[Recorded data]
┌──

//! Request message types
//!
//! The narrow contract through which the LLM-invocation layer hands
//! requests to the cache. Message order is semantically significant and
//! is preserved everywhere; nothing in this crate may reorder a request.

use serde::{Deserialize, Serialize};

/// Role of a chat message
#[derive(Debug, Clone, Copy, PartialEq, Eq, Hash, Serialize, Deserialize)]
#[serde(rename_all = "lowercase")]
pub enum MessageRole {
    System,
    User,
    Assistant,
    Tool,
}

impl MessageRole {
    pub fn as_str(&self) -> &'static str {
        match self {
            MessageRole::System => "system",
            MessageRole::User => "user",
            MessageRole::Assistant => "assistant",
            MessageRole::Tool => "tool",
        }
    }
}

/// A single chat message in a model request
#[derive(Debug, Clone, PartialEq, Eq, Serialize, Deserialize)]
pub struct Message {
    pub role: MessageRole,
    pub content: String,
}

impl Message {
    pub fn new(role: MessageRole, content: impl Into<String>) -> Self {
        Self {
            role,
            content: content.into(),
        }
    }

    pub fn system(content: impl Into<String>) -> Self {
        Self::new(MessageRole::System, content)
    }

    pub fn user(content: impl Into<String>) -> Self {
        Self::new(MessageRole::User, content)
    }

    pub fn assistant(content: impl Into<String>) -> Self {
        Self::new(MessageRole::Assistant, content)
    }
}
//! Build hook adapter.
//!
//! A bundler calls [`AssetHook::transform`] for every module it loads. Paths outside
//! the source directory or not matching the include rule are left alone; qualifying
//! assets go through the coordinator and, when the upload is usable, are replaced by
//! a module exporting their public URL.

use std::path::Path;
use std::sync::{Arc, Once};

use cdnizer_core::{normalize_path, CdnizerConfig, IncludeRule, SourceFilter};

use crate::coordinator::UploadCoordinator;
use crate::error::PipelineError;
use crate::report::{ConsoleReport, ReportSink};

pub struct AssetHook {
    coordinator: UploadCoordinator,
    include: IncludeRule,
    source_filter: SourceFilter,
    report: Arc<dyn ReportSink>,
    banner: Once,
}

impl AssetHook {
    pub fn new(
        coordinator: UploadCoordinator,
        include: IncludeRule,
        source_filter: SourceFilter,
    ) -> Self {
        Self {
            coordinator,
            include,
            source_filter,
            report: Arc::new(ConsoleReport),
            banner: Once::new(),
        }
    }

    pub async fn from_config(config: &CdnizerConfig) -> anyhow::Result<Self> {
        let coordinator = UploadCoordinator::from_config(config).await?;
        Ok(Self::new(
            coordinator,
            config.include.clone(),
            config.source_filter(),
        ))
    }

    pub fn with_report(mut self, report: Arc<dyn ReportSink>) -> Self {
        self.report = report;
        self
    }

    pub fn coordinator(&self) -> &UploadCoordinator {
        &self.coordinator
    }

    /// Whether a normalized (forward slash) path is intercepted.
    pub fn qualifies(&self, normalized_path: &str) -> bool {
        self.source_filter.matches(normalized_path) && self.include.matches(normalized_path)
    }

    /// Replacement module source for `path`, or `None` to keep the original reference.
    pub async fn transform(&self, path: &Path) -> Result<Option<String>, PipelineError> {
        let normalized = normalize_path(path);
        if !self.qualifies(&normalized) {
            return Ok(None);
        }

        self.banner.call_once(|| self.report.banner());

        let result = self.coordinator.upload(path).await?;
        self.report.asset(&normalized, &result);

        Ok(result.module_replacement())
    }
}
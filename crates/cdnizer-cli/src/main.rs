//! cdnizer CLI: upload static assets to object storage and print their CDN URLs.
//!
//! Configuration comes from CDNIZER_* environment variables (and `.env.local` / `.env`).

use std::collections::BTreeMap;
use std::path::PathBuf;

use anyhow::Context;
use cdnizer_cli::{
    absolute_from, init_tracing, load_config, load_config_unchecked, print_json, Summary,
};
use cdnizer_core::normalize_path;
use cdnizer_pipeline::{AssetHook, CacheStore, ConsoleReport, ReportSink, UploadCoordinator};
use clap::{Parser, Subcommand};
use futures::future::join_all;

#[derive(Parser)]
#[command(name = "cdnizer", about = "Static asset CDN uploader")]
struct Cli {
    #[command(subcommand)]
    command: Commands,
}

#[derive(Subcommand)]
enum Commands {
    /// Upload files concurrently, skipping ones already in the cache
    Upload {
        /// Paths of the files to upload
        #[arg(required = true)]
        files: Vec<PathBuf>,
        /// Print results as JSON instead of the colored report
        #[arg(long)]
        json: bool,
    },
    /// Run the build hook on one file and print the replacement module, if any
    Transform {
        /// Path of the asset
        file: PathBuf,
    },
    /// Upload cache operations
    Cache {
        #[command(subcommand)]
        sub: CacheCommands,
    },
}

#[derive(Subcommand)]
enum CacheCommands {
    /// List recorded keys and the source paths they were uploaded from
    List {
        #[arg(long)]
        json: bool,
    },
    /// Print the location of the cache file
    Path,
}

#[tokio::main]
async fn main() -> anyhow::Result<()> {
    init_tracing();

    let cli = Cli::parse();
    let cwd = std::env::current_dir().context("Failed to read current directory")?;

    match cli.command {
        Commands::Upload { files, json } => {
            let config = load_config()?;
            let coordinator = UploadCoordinator::from_config(&config).await?;
            let files: Vec<PathBuf> = files.iter().map(|f| absolute_from(&cwd, f)).collect();

            let report = ConsoleReport;
            if !json {
                report.banner();
            }

            let outcomes = join_all(files.iter().map(|file| coordinator.upload(file))).await;

            let mut results = Vec::with_capacity(outcomes.len());
            for (file, outcome) in files.iter().zip(outcomes) {
                let result =
                    outcome.with_context(|| format!("Failed to upload {}", file.display()))?;
                if !json {
                    report.asset(&normalize_path(file), &result);
                }
                results.push(result);
            }

            if json {
                print_json(&results)?;
            } else {
                println!("{}", Summary::from_results(&results));
            }
        }
        Commands::Transform { file } => {
            let config = load_config()?;
            let hook = AssetHook::from_config(&config).await?;
            let file = absolute_from(&cwd, &file);

            if let Some(module) = hook
                .transform(&file)
                .await
                .with_context(|| format!("Failed to transform {}", file.display()))?
            {
                println!("{}", module);
            }
        }
        Commands::Cache { sub } => {
            let config = load_config_unchecked()?;
            let cache_path = config.cache_path();

            match sub {
                CacheCommands::List { json } => {
                    let cache = CacheStore::load(&cache_path, true)
                        .await
                        .with_context(|| {
                            format!("Failed to load cache {}", cache_path.display())
                        })?;
                    let entries = cache.entries().await;

                    if json {
                        let map: BTreeMap<_, _> = entries.into_iter().collect();
                        print_json(&map)?;
                    } else {
                        for (key, source) in entries {
                            println!("{} <- {}", key, source);
                        }
                    }
                }
                CacheCommands::Path => {
                    println!("{}", cache_path.display());
                }
            }
        }
    }

    Ok(())
}
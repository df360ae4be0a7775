#![allow(dead_code)]

use async_trait::async_trait;
use cdnizer_core::{KeyDeriver, UploadResult};
use cdnizer_pipeline::{CacheStore, ReportSink, UploadCoordinator};
use cdnizer_storage::{ObjectBody, PutResponse, Storage, StorageBackend, StorageError, StorageResult};
use std::collections::HashMap;
use std::path::{Path, PathBuf};
use std::sync::atomic::{AtomicUsize, Ordering};
use std::sync::{Arc, Mutex};
use std::time::Duration;
use tempfile::TempDir;
use tokio::io::AsyncReadExt;

pub const DOMAIN: &str = "https://cdn.example.com/";
pub const PREFIX: &str = "shop";

/// How the mock answers `put_object`.
#[derive(Debug, Clone, Copy, PartialEq, Eq)]
pub enum MockMode {
    Succeed,
    Fail,
    NoResponse,
}

/// In-memory storage counting every write attempt.
pub struct MockStorage {
    files: Mutex<HashMap<String, Vec<u8>>>,
    calls: AtomicUsize,
    mode: Mutex<MockMode>,
    delay: Option<Duration>,
}

impl MockStorage {
    pub fn new() -> Self {
        Self {
            files: Mutex::new(HashMap::new()),
            calls: AtomicUsize::new(0),
            mode: Mutex::new(MockMode::Succeed),
            delay: None,
        }
    }

    pub fn with_mode(mode: MockMode) -> Self {
        let storage = Self::new();
        storage.set_mode(mode);
        storage
    }

    /// Hold every write for `delay` before answering.
    pub fn with_delay(mut self, delay: Duration) -> Self {
        self.delay = Some(delay);
        self
    }

    pub fn set_mode(&self, mode: MockMode) {
        *self.mode.lock().unwrap() = mode;
    }

    pub fn calls(&self) -> usize {
        self.calls.load(Ordering::SeqCst)
    }

    pub fn get_file(&self, key: &str) -> Option<Vec<u8>> {
        self.files.lock().unwrap().get(key).cloned()
    }
}

impl Default for MockStorage {
    fn default() -> Self {
        Self::new()
    }
}

#[async_trait]
impl Storage for MockStorage {
    async fn put_object(&self, key: &str, body: ObjectBody) -> StorageResult<PutResponse> {
        self.calls.fetch_add(1, Ordering::SeqCst);

        if let Some(delay) = self.delay {
            tokio::time::sleep(delay).await;
        }

        let mode = *self.mode.lock().unwrap();
        match mode {
            MockMode::Fail => Err(StorageError::UploadFailed(
                "AccessDenied: signature mismatch".to_string(),
            )),
            MockMode::NoResponse => Ok(PutResponse::NoResponse),
            MockMode::Succeed => {
                let mut data = Vec::new();
                body.into_reader().read_to_end(&mut data).await?;
                self.files.lock().unwrap().insert(key.to_string(), data);
                Ok(PutResponse::Stored {
                    e_tag: Some("\"mock-etag\"".to_string()),
                    version: None,
                })
            }
        }
    }

    fn bucket(&self) -> &str {
        "mock-bucket"
    }

    fn backend_type(&self) -> StorageBackend {
        StorageBackend::S3
    }
}

/// Report sink that keeps everything it is given.
#[derive(Default)]
pub struct RecordingReport {
    pub banners: AtomicUsize,
    pub lines: Mutex<Vec<(String, UploadResult)>>,
}

impl RecordingReport {
    pub fn banners(&self) -> usize {
        self.banners.load(Ordering::SeqCst)
    }

    pub fn lines(&self) -> Vec<(String, UploadResult)> {
        self.lines.lock().unwrap().clone()
    }
}

impl ReportSink for RecordingReport {
    fn banner(&self) {
        self.banners.fetch_add(1, Ordering::SeqCst);
    }

    fn asset(&self, source: &str, result: &UploadResult) {
        self.lines
            .lock()
            .unwrap()
            .push((source.to_string(), result.clone()));
    }
}

/// A throwaway project directory with a `src/` folder.
pub struct Project {
    pub dir: TempDir,
}

impl Project {
    pub fn new() -> Self {
        let dir = tempfile::tempdir().unwrap();
        std::fs::create_dir_all(dir.path().join("src")).unwrap();
        Self { dir }
    }

    pub fn root(&self) -> &Path {
        self.dir.path()
    }

    pub fn cache_path(&self) -> PathBuf {
        self.root().join(".cache.json")
    }

    /// Write `contents` at `relative` (e.g. "src/logo.png") and return the absolute path.
    pub fn asset(&self, relative: &str, contents: &[u8]) -> PathBuf {
        let path = self.root().join(relative);
        if let Some(parent) = path.parent() {
            std::fs::create_dir_all(parent).unwrap();
        }
        std::fs::write(&path, contents).unwrap();
        path
    }

    pub async fn cache(&self, enabled: bool) -> CacheStore {
        CacheStore::load(self.cache_path(), enabled).await.unwrap()
    }

    pub async fn coordinator(
        &self,
        storage: Arc<MockStorage>,
        fingerprint: bool,
        caching: bool,
    ) -> UploadCoordinator {
        UploadCoordinator::new(
            KeyDeriver::new(PREFIX, fingerprint).unwrap(),
            DOMAIN,
            self.cache(caching).await,
            storage,
        )
    }
}
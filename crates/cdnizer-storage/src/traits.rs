//! Storage abstraction trait
//!
//! This module defines the Storage trait that all storage backends must implement.

use crate::StorageBackend;
use async_trait::async_trait;
use bytes::Bytes;
use std::fmt;
use std::path::Path;
use std::pin::Pin;
use thiserror::Error;
use tokio::io::AsyncRead;

/// Storage operation errors
#[derive(Debug, Error)]
pub enum StorageError {
    #[error("Upload failed: {0}")]
    UploadFailed(String),

    #[error("Size mismatch: expected {expected} bytes, read {actual}")]
    SizeMismatch { expected: u64, actual: u64 },

    #[error("Invalid storage key: {0}")]
    InvalidKey(String),

    #[error("Storage backend error: {0}")]
    BackendError(String),

    #[error("IO error: {0}")]
    IoError(#[from] std::io::Error),

    #[error("Configuration error: {0}")]
    ConfigError(String),
}

/// Result type for storage operations
pub type StorageResult<T> = Result<T, StorageError>;

/// Whether `key` has a `..` path segment. Names like `logo..png` are fine.
pub(crate) fn has_parent_segment(key: &str) -> bool {
    key.split(['/', '\\']).any(|segment| segment == "..")
}

/// Byte stream of one object together with its exact length.
///
/// The length is fixed when the body is created. Backends must send exactly that many
/// bytes and report [`StorageError::SizeMismatch`] if the stream ends early.
pub struct ObjectBody {
    reader: Pin<Box<dyn AsyncRead + Send + Unpin>>,
    content_length: u64,
}

impl ObjectBody {
    pub fn new(reader: Pin<Box<dyn AsyncRead + Send + Unpin>>, content_length: u64) -> Self {
        Self {
            reader,
            content_length,
        }
    }

    /// Open `path` and take its size from the same handle the bytes are read from.
    pub async fn open(path: &Path) -> std::io::Result<Self> {
        let file = tokio::fs::File::open(path).await?;
        let content_length = file.metadata().await?.len();
        Ok(Self::new(Box::pin(file), content_length))
    }

    pub fn from_bytes(bytes: impl Into<Bytes>) -> Self {
        let bytes: Bytes = bytes.into();
        let content_length = bytes.len() as u64;
        Self::new(Box::pin(std::io::Cursor::new(bytes)), content_length)
    }

    pub fn content_length(&self) -> u64 {
        self.content_length
    }

    /// Reader limited to the stated length.
    pub fn into_reader(self) -> tokio::io::Take<Pin<Box<dyn AsyncRead + Send + Unpin>>> {
        tokio::io::AsyncReadExt::take(self.reader, self.content_length)
    }
}

impl fmt::Debug for ObjectBody {
    fn fmt(&self, f: &mut fmt::Formatter<'_>) -> fmt::Result {
        f.debug_struct("ObjectBody")
            .field("content_length", &self.content_length)
            .finish_non_exhaustive()
    }
}

/// What the provider answered to a successful write call.
#[derive(Debug, Clone, PartialEq, Eq)]
pub enum PutResponse {
    /// The provider acknowledged the object.
    Stored {
        e_tag: Option<String>,
        version: Option<String>,
    },
    /// The call returned without an error but also without any acknowledgement.
    ///
    /// Usually a protocol or provider-version mismatch; callers must not assume the
    /// object exists.
    NoResponse,
}

impl PutResponse {
    pub fn is_stored(&self) -> bool {
        matches!(self, PutResponse::Stored { .. })
    }
}

/// Storage abstraction trait
///
/// All storage backends (S3, local filesystem) must implement this trait. The
/// coordinator only ever issues one `put_object` per cache miss; implementations
/// must not retry internally.
#[async_trait]
pub trait Storage: Send + Sync {
    /// Write `body` at `key` in the configured bucket.
    ///
    /// Provider errors are returned as `Err`; an acknowledgement-free answer is
    /// `Ok(PutResponse::NoResponse)`.
    async fn put_object(&self, key: &str, body: ObjectBody) -> StorageResult<PutResponse>;

    /// Bucket (or directory) objects are written to.
    fn bucket(&self) -> &str;

    /// Get the storage backend type
    fn backend_type(&self) -> StorageBackend;
}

└──

Activity:
Look through the data above. Copy every line with the string "banners" in it.

Solved exercise:
    pub banners: AtomicUsize,
    pub fn banners(&self) -> usize {
        self.banners.load(Ordering::SeqCst)
        self.banners.fetch_add(1, Ordering::SeqCst);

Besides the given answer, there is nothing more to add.